Hamidur Rahman, BS (2 February 195328 October 1971) was a sepoy in Bangladesh Army during the Bangladesh Liberation War. Rahman was killed on 28 October 1971 at Dholoi during the Battle of Dhalai, Srimangal during an attempt to capture the Pakistani Army's position. The advancing Indian Army and Mukti Bahini column finally captured the Dhalai Border Outpost on 3 November 1971. He was posthumously awarded the Bir Sreshtho, the highest recognition of bravery in Bangladesh. The Dhalai post was eventually captured permanently by three infantry battalions belonging to 61 Mountain Brigade, one battalion belonging to East Bengal Rifles (EBR) and 7 Rajputana Rifles supported by an artillery sized brigade of Indian army fought against a battalion sized 12 Frontier Force of Pakistan army.

Background
Rahman was born on 2 February 1953 in Khardo Khalishpur village (Renamed Hamid Nagar) in Moheshpur thana of the Jhenaidah District. Hamidur Rahman Degree College was named in his honour. He was the eldest son of his family. During the Partition of India in 1947, his paternal properties fell in India. They crossed over the border and settled in the bordering area of Khorda Khalishpur of Jhenaidah.

Liberation war 
Hamidur Rahman joined East Bengal Regiment on 2 February 1971 and participated in the 1971 Bangladesh Liberation War.
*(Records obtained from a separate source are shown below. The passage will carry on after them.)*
//! Pipeline stages for photo restoration.
//!
//! Each submodule implements exactly one step, so each can be tested on its
//! own and the service can be swapped without touching file handling.
//!
//! ## Data Flow
//!
//! ```text
//! input ──▶ encode ──▶ restore ──▶ encode (decode)
//! (file)    (base64)   (service)   (result bytes / pixels)
//! ```
//!
//! 1. [`input`]   - read the selected file, sniff its MIME type, optionally
//!    enforce upload limits
//! 2. [`encode`]  - base64-wrap the bytes as an [`encode::EncodedImage`]
//! 3. [`restore`] - one call to the generative service, classified into a
//!    [`restore::RestoreOutcome`]

pub mod encode;
pub mod input;
pub mod restore;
During the war he made a significant contribution in capturing the Dhalai Border Outpost at Srimangal. Though the independence fighters came very close to the Border Outpost, it became very difficult to capture owing to the enemy machine gun which was continuously firing from the south-western corner of the Dhalai Border Outpost. On 28 October 1971, a battle was taking place between 1st East Bengal Regiment and 30 A Frontier Force Regiment in Dhalai of Sylhet. 125 members of the East Bengal Regiment decided to use grenades on the machine gun posts of the Pakistani army. Rahman took the responsibility of throwing grenades, and crawled through the hilly canals.  He managed to throw two grenades before he was shot.
Rahman jumped into the enemy machine gun post and engaged in hand-to-hand fighting with the two crews who were guarding the gun, and at one point neutralised the gun. Realizing the fact that the machine gun outpost was damaged, the EBR's approach towards the enemy captured their first line within a short period of time. After the capture of the Dhalai Border Outpost, members of the EBR found the dead body of Rahman. Rahman's efforts helped the East Bengal Regiment take the outpost. He was buried in Tripura in India.

Reburial

On 27 October 2007, advisers of the Bangladeshi caretaker government decided to bring back his remains to Bangladesh and bury him besides Bir Shrestho Matiur Rahman. It is said  that the last place he stood alive was about 20 feet away from the Pakistani bunker, either in a canal or where the memorial is (near the bunker).
10 December 2007 the remains of Rahman were brought back to Bangladesh and on 11 December 2007 he was buried again at Buddhijibi Koborsthan (Cemetery), Dhaka.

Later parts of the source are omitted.